EC changes on running pharma must not be cosmetic – DTB

by | 4th Feb 2010 | News

A leading journal has expressed caution about the management of pharmaceutical policy being transferred from the European Commission’s Enterprise and Industry directorate to Health and Consumer Policy (DG SANCO) and criticised the latest pharmacovigilance proposals.

A leading journal has expressed caution about the management of pharmaceutical policy being transferred from the European Commission’s Enterprise and Industry directorate to Health and Consumer Policy (DG SANCO) and criticised the latest pharmacovigilance proposals.

An editorial in the BMJ’s Drug and Therapeutics Bulletin says that the long-awaited switch, which involves responsibility for the European Medicines Agency, comes after the Enterprise and Industry directorate appeared “to have favoured drug companies’ profitability and competitiveness at the expense of public health”. The journal says this is illustrated by the EC’s pharmacovigilance proposals which, if accepted, “could allow inadequately evaluated medicines to reach the market early because of the increased emphasis on ‘risk management plans’ and post-authorisation studies, rather than evidence before licensing”.

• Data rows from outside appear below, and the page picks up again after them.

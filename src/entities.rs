use serde::{Deserialize, Serialize};
use std::collections::HashMap;
use std::fmt;

pub struct BuildEvent {
    pub repository_url: Option<String>,
    pub branch: Option<String>,
    pub commit_hash: Option<String>,
}

#[derive(Serialize, Deserialize, Debug, Clone, Copy, PartialEq, Eq)]
#[serde(rename_all = "lowercase")]
pub enum DataSource {
    Ext,
}

#[derive(Serialize, Deserialize, Debug, Clone, Copy, PartialEq, Eq)]
#[serde(rename_all = "lowercase")]
pub enum MaterialType {
    Git,
}

/// Body of the webhook request. Fields are fixed at construction.
#[derive(Serialize, Deserialize, Debug, Clone, PartialEq, Eq)]
#[serde(rename_all = "camelCase")]
pub struct NotificationPayload {
    docker_image: String,
    digest: String,
    data_source: DataSource,
    material_type: MaterialType,
}

impl NotificationPayload {
    pub fn new(
        docker_image: &str,
        digest: &str,
        data_source: DataSource,
        material_type: MaterialType,
    ) -> NotificationPayload {
        NotificationPayload {
            docker_image: docker_image.to_string(),
            digest: digest.to_string(),
            data_source,
            material_type,
        }
    }

    /// Payload reporting the target's image as an externally built git artifact.
    pub fn for_target(target: &WebhookTarget, digest: &str) -> NotificationPayload {
        NotificationPayload::new(&target.image_tag, digest, DataSource::Ext, MaterialType::Git)
    }

    pub fn docker_image(&self) -> &str {
        &self.docker_image
    }

    pub fn digest(&self) -> &str {
        &self.digest
    }

    pub fn data_source(&self) -> DataSource {
        self.data_source
    }

    pub fn material_type(&self) -> MaterialType {
        self.material_type
    }
}

#[derive(Clone, PartialEq, Eq)]
pub struct WebhookTarget {
    pub url: String,
    pub api_token: String,
    pub image_tag: String,
}

impl fmt::Debug for WebhookTarget {
    fn fmt(&self, f: &mut fmt::Formatter<'_>) -> fmt::Result {
        f.debug_struct("WebhookTarget")
            .field("url", &self.url)
            .field("api_token", &"<redacted>")
            .field("image_tag", &self.image_tag)
            .finish()
    }
}

#[derive(Debug, Clone, PartialEq, Eq)]
pub enum DeliveryOutcome {
    Success,
    HttpError,
    TransportError(String),
}

#[derive(Debug, Clone, PartialEq, Eq)]
pub struct DeliveryResult {
    pub status_code: Option<u16>,
    pub response_body: Option<String>,
    pub outcome: DeliveryOutcome,
}

pub enum TriggerKind {
    BuildCompleted { environment: HashMap<String, String> },
    BuildStep,
}

pub struct Trigger {
    pub id: String,
    pub kind: TriggerKind,
    pub target: WebhookTarget,
    pub payload: NotificationPayload,
}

The DTB argues that “this has already happened” with Sanofi-Aventis’ now-withdrawn anti-obesity drug Acomplia (rimonabant). In addition, all adverse reaction data will be reported by drug companies directly to a single point – the Eudravigilance database and data-processing network – “so bypassing expert pharmacovigilance centres in member states”.

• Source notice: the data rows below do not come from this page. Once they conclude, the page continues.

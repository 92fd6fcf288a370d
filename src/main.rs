pub mod config;
pub mod entities;
pub mod events;
pub mod notifier;

use config::Config;
use events::process_lambda_event;
use lambda_runtime::{run, service_fn, Error, LambdaEvent};
use notifier::handle_trigger;
use serde::Deserialize;
use std::collections::HashMap;

#[derive(Deserialize, Debug, Clone, PartialEq)]
enum RequestType {
    BuildCompleted,
    BuildStep,
}

#[derive(Deserialize, Debug, Clone)]
pub struct Request {
    build_id: String,
    kind: RequestType,
    #[serde(default)]
    environment: HashMap<String, String>,
    image_tag: Option<String>,
    digest: Option<String>,
}

pub async fn handler(event: LambdaEvent<Request>) -> Result<(), Error> {
    let config = Config::from_env()?;
    let trigger = process_lambda_event(event, &config)?;
    handle_trigger(trigger, config.request_timeout, &mut std::io::stdout()).await;
    Ok(())
}

#[tokio::main]
async fn main() -> Result<(), Error> {
    tracing_subscriber::fmt()
        .with_max_level(tracing::Level::INFO)
        // disable printing the name of the module in every log line.
        .with_target(false)
        // disabling time is handy because CloudWatch will add the ingestion time.
        .without_time()
        .init();
    run(service_fn(handler)).await
}
#[cfg(test)]
mod test_config;

use simple_error::{simple_error, SimpleError};
use std::env::var;
use std::time::Duration;

pub struct Config {
    pub webhook_url: String,
    pub api_token: String,
    pub image_tag: String,
    pub image_digest: String,
    pub request_timeout: Option<Duration>,
}

impl Config {
    pub fn from_env() -> Result<Config, SimpleError> {
        Config::from_lookup(|key| var(key).ok())
    }

    pub fn from_lookup<F>(lookup: F) -> Result<Config, SimpleError>
    where
        F: Fn(&str) -> Option<String>,
    {
        let required = |key: &str| {
            lookup(key).ok_or_else(|| simple_error!("Env var {} undefined.", key))
        };
        let request_timeout = match lookup("ENV_WEBHOOK_TIMEOUT_SECS") {
            Some(secs) => match secs.trim().parse::<u64>() {
                Ok(0) => {
                    return Err(simple_error!(
                        "Env var ENV_WEBHOOK_TIMEOUT_SECS must be greater than zero."
                    ))
                }
                Ok(secs) => Some(Duration::from_secs(secs)),
                Err(e) => {
                    return Err(simple_error!(
                        "Env var ENV_WEBHOOK_TIMEOUT_SECS is not a number: {:?}",
                        e
                    ))
                }
            },
            None => None,
        };
        Ok(Config {
            webhook_url: required("ENV_WEBHOOK_URL")?,
            api_token: required("ENV_WEBHOOK_API_TOKEN")?,
            image_tag: required("ENV_IMAGE_TAG")?,
            image_digest: required("ENV_IMAGE_DIGEST")?,
            request_timeout,
        })
    }
}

The journal says the proposals would give companies a greater role in collecting safety data, “even though experience has shown that they can have a vested interest in delaying pharmacovigilance decisions”. It cites the example of compensation paid to thousands of plaintiffs who complained that data were withheld about metabolic adverse effects with Eli Lilly’s Zyprexa (olanzapine), which, it claims, “the relevant company had not been forthcoming about”.

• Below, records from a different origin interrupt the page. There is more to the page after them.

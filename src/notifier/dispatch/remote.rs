use super::{DispatchError, WebhookConnection};
use http::header::CONTENT_TYPE;
use reqwest::{Client, Response};
use std::time::Duration;
use tracing::{event, Level};
use url::Url;

pub const API_TOKEN_HEADER: &str = "api-token";

/// Client for webhook deliveries. Idle connections are not kept, so a
/// delivery never reuses the connection of an earlier one.
pub fn build_client(request_timeout: Option<Duration>) -> Result<Client, DispatchError> {
    let builder = Client::builder().pool_max_idle_per_host(0);
    let builder = match request_timeout {
        Some(timeout) => builder.timeout(timeout),
        None => builder,
    };
    builder.build().map_err(|e| {
        DispatchError::ClientBuildFailure(format!("Failed to build http client:\n{:?}", e))
    })
}

pub struct RemoteConnection {
    client: Client,
    url: Url,
    api_token: String,
    response: Option<Response>,
}

impl RemoteConnection {
    pub fn open(client: &Client, url: Url, api_token: &str) -> RemoteConnection {
        RemoteConnection {
            client: client.clone(),
            url,
            api_token: api_token.to_string(),
            response: None,
        }
    }
}

impl WebhookConnection for RemoteConnection {
    async fn send(&mut self, body: String) -> Result<u16, String> {
        let request = self
            .client
            .post(self.url.clone())
            .header(CONTENT_TYPE, "application/json")
            .header(API_TOKEN_HEADER, &self.api_token)
            .body(body)
            .build()
            .map_err(|e| format!("Failed to construct http request:\n{:?}", e))?;
        let response = self.client.execute(request).await.map_err(|e| {
            format!("Failed to complete request to webhook endpoint:\n{:?}", e)
        })?;
        let status_code = response.status().as_u16();
        self.response = Some(response);
        Ok(status_code)
    }

    async fn read_body(&mut self) -> Result<String, String> {
        let response = self
            .response
            .take()
            .ok_or_else(|| String::from("No response to read; request was not sent."))?;
        response.text().await.map_err(|e| {
            format!("Failed to convert response from webhook endpoint to text:\n{:?}", e)
        })
    }
}

impl Drop for RemoteConnection {
    fn drop(&mut self) {
        event!(Level::DEBUG, url = %self.url, "webhook connection released");
    }
}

The editorial goes on to state that “public health disasters” from thalidomide in the 1960s to the more recent “debacle” over Merck & Co’s withdrawn COX-2 inhibitor Vioxx (rofecoxib) emphasise “the crucial importance of independent and effective pharmacovigilance”. It concludes that the EC will have to demonstrate that the switch to DG-SANCO “is not cosmetic, but will give the EC a new approach to health and medicines, that of putting patients’ safety first”.